The class clatters out of the door, laughing and pushing. I slip the pen into my pocket and tug my sleeves down so no one'll see what I've done. I'm not supposed to draw the patterns. I'm not really supposed to have pens -- the teachers got sick of sending me to wash the ink off -- but I lifted a boxful from Mrs Carnie's office this morning. I'm well stocked. That's another reason I'm feeling safe.


  1. Wow, I absolutely love this! Here's hoping you get through!

  2. Thank you so much for saying so!

  3. I really like your first 250 and would love to read more. Best of luck!

  4. I felt like it was more upper middle grade than YA. I like the premise. I really like the line about Grandma, cracked me up. Good luck! I'm entry #111.

  5. Thank you, Laura!

    Kathleen -- that's an interesting point about the query feeling more upper MG than YA. Things get rather darker later on. I'll definitely take it into account for the query's next iteration!

  6. Your query grabbed me, as did your first 250. The whole "only non magic in magic family" has been done, but I liked the tease of the world-building details you gave (I'm super intrigued by the ink/ball point pen detail). I got the impression that your world has some nice, unique points to it. For some reason, I'm getting a Guillermo del Toro vibe from this -- which is a good thing, for me.

    Regarding the upper-MG vs. YA thing, I do agree that I can see the upper-MG aspect of the query. Usually it's romance that sets apart MG and YA, so maybe work in a reference to whatever the romantic conflict is? I hope you get through!

  7. This is excellent! I was so glad that I finished swallowing my tea before I read that last line in the first paragraph of your query because it made me laugh. Love your voice - and it's evident throughout. I don't care whether this is labeled upper MG or YA, I would love to read more!!

    Best of luck!

  8. I really like your little-bit-messed-up heroine. The half of grandma thing is brilliant.

    In your query, I'd like a better view of your antagonist. The ritual backfiring seems too convenient & vague of a trigger for the story. If the rivals caused the problem - say so! I'd like a wee bit more info about the recurring story - this seems like something that is unique to your story. Don't be coy!

    "Eats from the inside out" is used twice in such a short space - suggest reword one of them (perhaps leave the last since it's a great last line).
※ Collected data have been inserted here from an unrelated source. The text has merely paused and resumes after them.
use glam::Vec2;

#[cfg(feature = "serde")]
use serde::{Deserialize, Serialize};

use crate::error::PhysicsError;
use crate::physics::body_properties::{RigidPose, Rot};
use crate::physics::settings::{LINEAR_SLOP, MAX_POLYGON_VERTICES, POLYGON_RADIUS};
use crate::utilities::math_helper::{cross, cross_vs, EPSILON};
use crate::utilities::BoundingBox;

use super::ray::{RayCastInput, RayCastOutput};
use super::shape::{validate_density, MassData};

/// Collision shape representing a convex polygon with counter-clockwise winding.
#[derive(Debug, Clone, PartialEq)]
#[cfg_attr(feature = "serde", derive(Serialize, Deserialize))]
pub struct PolygonShape {
    vertices: Vec<Vec2>,
    /// Outward unit normal of the edge starting at the vertex with the same index.
    normals: Vec<Vec2>,
    radius: f32,
    density: f32,
    mass_data: MassData,
}

impl PolygonShape {
    /// Creates a polygon from convex vertices in either winding order. Concave or
    /// self-intersecting outlines are rejected. Clockwise input is
    /// reversed so the stored winding is always counter-clockwise.
    pub fn new(vertices: &[Vec2], density: f32) -> Result<Self, PhysicsError> {
        validate_density(density)?;
        let mut shape = Self {
            vertices: Vec::new(),
            normals: Vec::new(),
            radius: POLYGON_RADIUS,
            density,
            mass_data: MassData::default(),
        };
        shape.set_vertices(vertices)?;
        Ok(shape)
    }

    /// Creates an axis-aligned box with the given half extents centered on the shape origin.
    pub fn new_box(half_width: f32, half_height: f32, density: f32) -> Result<Self, PhysicsError> {
        Self::new(&box_vertices(half_width, half_height), density)
    }

    /// Replaces the geometry with an axis-aligned box.
    pub fn set_as_box(&mut self, half_width: f32, half_height: f32) -> Result<(), PhysicsError> {
        self.set_vertices(&box_vertices(half_width, half_height))
    }

    /// Replaces the geometry with a box centered on `center` and rotated by `angle`.
    pub fn set_as_oriented_box(
        &mut self,
        half_width: f32,
        half_height: f32,
        center: Vec2,
        angle: f32,
    ) -> Result<(), PhysicsError> {
        let pose = RigidPose {
            position: center,
            rotation: Rot::from_angle(angle),
        };
        let vertices = box_vertices(half_width, half_height).map(|v| pose.transform(v));
        self.set_vertices(&vertices)
    }

    /// Replaces the geometry. Validates count, area, edge lengths and convexity before touching
    /// any state. Vertices that are collinear within the linear slop are accepted.
    pub fn set_vertices(&mut self, vertices: &[Vec2]) -> Result<(), PhysicsError> {
        let count = vertices.len();
        if count < 3 {
            return Err(PhysicsError::TooFewVertices {
                shape: "polygon",
                count,
                minimum: 3,
            });
        }
        if count > MAX_POLYGON_VERTICES {
            return Err(PhysicsError::TooManyVertices {
                count,
                maximum: MAX_POLYGON_VERTICES,
            });
        }

        let mut twice_area = 0.0;
        for i in 0..count {
            twice_area += cross(vertices[i], vertices[(i + 1) % count]);
        }
        if twice_area.abs() <= EPSILON {
            return Err(PhysicsError::ZeroArea);
        }

        let mut ordered = vertices.to_vec();
        if twice_area < 0.0 {
            ordered.reverse();
        }

        let mut normals = Vec::with_capacity(count);
        for i in 0..count {
            let edge = ordered[(i + 1) % count] - ordered[i];
            if edge.length_squared() <= LINEAR_SLOP * LINEAR_SLOP {
                return Err(PhysicsError::DegenerateEdge { index: i });
            }
            normals.push(cross_vs(edge, 1.0).normalize());
        }

        // Every vertex must lie behind every face, within slop.
        for (v, n) in ordered.iter().zip(&normals) {
            if let Some(index) = ordered
                .iter()
                .position(|other| n.dot(*other - *v) > LINEAR_SLOP)
            {
                return Err(PhysicsError::NotConvex { index });
            }
        }

        self.vertices = ordered;
        self.normals = normals;
        self.compute_properties();
        Ok(())
    }

    pub fn set_density(&mut self, density: f32) -> Result<(), PhysicsError> {
        validate_density(density)?;
        self.density = density;
        self.compute_properties();
        Ok(())
    }

    #[inline(always)]
    pub fn vertices(&self) -> &[Vec2] {
        &self.vertices
    }

    #[inline(always)]
    pub fn normals(&self) -> &[Vec2] {
        &self.normals
    }

    #[inline(always)]
    pub fn radius(&self) -> f32 {
        self.radius
    }

    #[inline(always)]
    pub fn density(&self) -> f32 {
        self.density
    }

    #[inline(always)]
    pub fn mass_data(&self) -> &MassData {
        &self.mass_data
    }

    #[inline(always)]
    pub fn centroid(&self) -> Vec2 {
        self.mass_data.centroid
    }

    fn compute_properties(&mut self) {
        // Fan triangles around the vertex average.
        let count = self.vertices.len();
        let s = self.vertices.iter().copied().sum::<Vec2>() / count as f32;

        const INV3: f32 = 1.0 / 3.0;
        let mut area = 0.0;
        let mut center = Vec2::ZERO;
        let mut inertia = 0.0;

        for i in 0..count {
            let e1 = self.vertices[i] - s;
            let e2 = self.vertices[(i + 1) % count] - s;
            let d = cross(e1, e2);

            let triangle_area = 0.5 * d;
            area += triangle_area;
            center += triangle_area * INV3 * (e1 + e2);

            let intx2 = e1.x * e1.x + e2.x * e1.x + e2.x * e2.x;
            let inty2 = e1.y * e1.y + e2.y * e1.y + e2.y * e2.y;
            inertia += (0.25 * INV3 * d) * (intx2 + inty2);
        }

        debug_assert!(area > EPSILON);
        let mass = self.density * area;
        center /= area;
        let centroid = center + s;

        // Inertia is accumulated about `s`; move it to the centroid, then to the shape origin.
        let inertia = self.density * inertia
            + mass * (centroid.dot(centroid) - center.dot(center));

        self.mass_data = MassData {
            area,
            mass,
            centroid,
            inertia,
        };
    }

    /// Half-space test against every face.
    pub fn test_point(&self, transform: &RigidPose, point: Vec2) -> bool {
        let local = transform.transform_by_inverse(point);
        self.vertices
            .iter()
            .zip(&self.normals)
            .all(|(v, n)| n.dot(local - *v) <= 0.0)
    }

    /// Clips the segment's `[lower, upper]` fraction interval against every face plane.
    pub fn ray_cast(&self, input: &RayCastInput, transform: &RigidPose) -> Option<RayCastOutput> {
        let p1 = transform.transform_by_inverse(input.p1);
        let p2 = transform.transform_by_inverse(input.p2);
        let d = p2 - p1;

        let mut lower = 0.0f32;
        let mut upper = input.max_fraction;
        let mut index = None;

        for (i, (v, n)) in self.vertices.iter().zip(&self.normals).enumerate() {
            // p = p1 + a * d
            // dot(normal, p - v) = 0
            // dot(normal, p1 - v) + a * dot(normal, d) = 0
            let numerator = n.dot(*v - p1);
            let denominator = n.dot(d);

            if denominator == 0.0 {
                if numerator < 0.0 {
                    return None;
                }
            } else if denominator < 0.0 && numerator < lower * denominator {
                // Entering this half-space.
                lower = numerator / denominator;
                index = Some(i);
            } else if denominator > 0.0 && numerator < upper * denominator {
                // Leaving this half-space.
                upper = numerator / denominator;
            }

            if upper < lower {
                return None;
            }
        }

        debug_assert!(0.0 <= lower && lower <= input.max_fraction);
        index.map(|i| RayCastOutput {
            normal: transform.rotation.apply(self.normals[i]),
            fraction: lower,
        })
    }

    pub fn compute_aabb(&self, transform: &RigidPose) -> BoundingBox {
        let first = transform.transform(self.vertices[0]);
        let (min, max) = self.vertices[1..]
            .iter()
            .map(|v| transform.transform(*v))
            .fold((first, first), |(min, max), v| (min.min(v), max.max(v)));
        BoundingBox::new(min, max).expanded(self.radius)
    }

    /// Area and centroid of the part of the polygon below the plane `dot(normal, x) = offset`.
    pub fn compute_submerged_area(
        &self,
        normal: Vec2,
        offset: f32,
        transform: &RigidPose,
    ) -> (f32, Vec2) {
        // Plane in shape space.
        let normal_local = transform.rotation.apply_inverse(normal);
        let offset_local = offset - normal.dot(transform.position);

        let count = self.vertices.len();
        let mut depths = [0.0f32; MAX_POLYGON_VERTICES];
        let mut dive_count = 0;
        let mut into_index: Option<usize> = None;
        let mut out_index: Option<usize> = None;

        let mut last_submerged = false;
        for i in 0..count {
            depths[i] = normal_local.dot(self.vertices[i]) - offset_local;
            let submerged = depths[i] < -EPSILON;
            if i > 0 {
                if submerged {
                    if !last_submerged {
                        into_index = Some(i - 1);
                        dive_count += 1;
                    }
                } else if last_submerged {
                    out_index = Some(i - 1);
                    dive_count += 1;
                }
            }
            last_submerged = submerged;
        }

        let (into_index, out_index) = match dive_count {
            0 => {
                return if last_submerged {
                    // Completely submerged.
                    (self.mass_data.area, transform.transform(self.mass_data.centroid))
                } else {
                    (0.0, Vec2::ZERO)
                };
            }
            1 => match (into_index, out_index) {
                // The wrap-around edge closes the crossing pair.
                (None, Some(out)) => (count - 1, out),
                (Some(into), _) => (into, count - 1),
                (None, None) => return (0.0, Vec2::ZERO),
            },
            _ => match (into_index, out_index) {
                (Some(into), Some(out)) => (into, out),
                _ => return (0.0, Vec2::ZERO),
            },
        };

        let into_index2 = (into_index + 1) % count;
        let out_index2 = (out_index + 1) % count;

        let into_lambda = (0.0 - depths[into_index]) / (depths[into_index2] - depths[into_index]);
        let out_lambda = (0.0 - depths[out_index]) / (depths[out_index2] - depths[out_index]);

        let into_vec = self.vertices[into_index] * (1.0 - into_lambda)
            + self.vertices[into_index2] * into_lambda;
        let out_vec =
            self.vertices[out_index] * (1.0 - out_lambda) + self.vertices[out_index2] * out_lambda;

        // Fan the submerged sub-polygon from the entry point.
        const INV3: f32 = 1.0 / 3.0;
        let mut area = 0.0;
        let mut center = Vec2::ZERO;
        let mut p2 = self.vertices[into_index2];

        let mut i = into_index2;
        while i != out_index2 {
            i = (i + 1) % count;
            let p3 = if i == out_index2 { out_vec } else { self.vertices[i] };

            let triangle_area = 0.5 * cross(p2 - into_vec, p3 - into_vec);
            area += triangle_area;
            center += triangle_area * INV3 * (into_vec + p2 + p3);

            p2 = p3;
        }

        if area <= EPSILON {
            return (0.0, Vec2::ZERO);
        }
        center /= area;
        (area, transform.transform(center))
    }

    pub fn compare_to(&self, other: &PolygonShape) -> bool {
        self.radius == other.radius && self.vertices == other.vertices
    }
}
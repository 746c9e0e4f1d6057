pub mod contact_solver;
    I had trouble with: peopled by golden-lipped fish, nightmare guards and malevolent tree roots. The guards might be people, but not the fish or roots.

    Is "torch" used in the American or British sense? Love the last line BTW.

    Insofar as your 250 - the "sharp" pen at first made me think this was about cutting. If not, better reword. Generally though, I am impressed. The split ends detail is great.

    Good luck!

  9. Thank you very much for your lovely, helpful comments!

    Oops! "torch" is a flashlight. I'm Scottish (so's Lily) and it didn't occur to me to change it. Thanks for pointing that out.

  10. Okay, I LOVE this! Your voice is great and the humor in the query really grabs me! I like your setup with the first 250. It leaves me wanting to read on and find out why and what she's writing on her hands!

    Excellent work!

  11. Just saw your comment that Lily is Scottish. That's as much of a drawing card for me as your query and your first 250 words, both of which I enjoyed! Best of luck in the contest!

  12. That's a great point, Erin. Thank you! (I *loved* your query and first 250 -- must make my way over and say so on your comments).

    re "peopled" -- it wasn't accidental (though it may have been misguided!). The roots and fish are sentient and I was trying to imply that(perhaps not so cleverly).

  13. And, Danielle -- thank you for your lovely comment.

  14. Bouncer Queen of HeartsFebruary 6, 2013 at 4:36 PM

    Your 250 really sold me! Great writing and an intriguing character. Your query could benefit from a bit more focus. While I love the voice (and the talking half line!), the conflict is a bit vague because you introduce so many elements it's tough to understand what's important. Work on that, though, cuz you're in!

  15. .......!

    Thank you!

    I need to go and lie down somewhere. And breathe.

    (and thanks for the comments on the query -- I'll beat it into shape).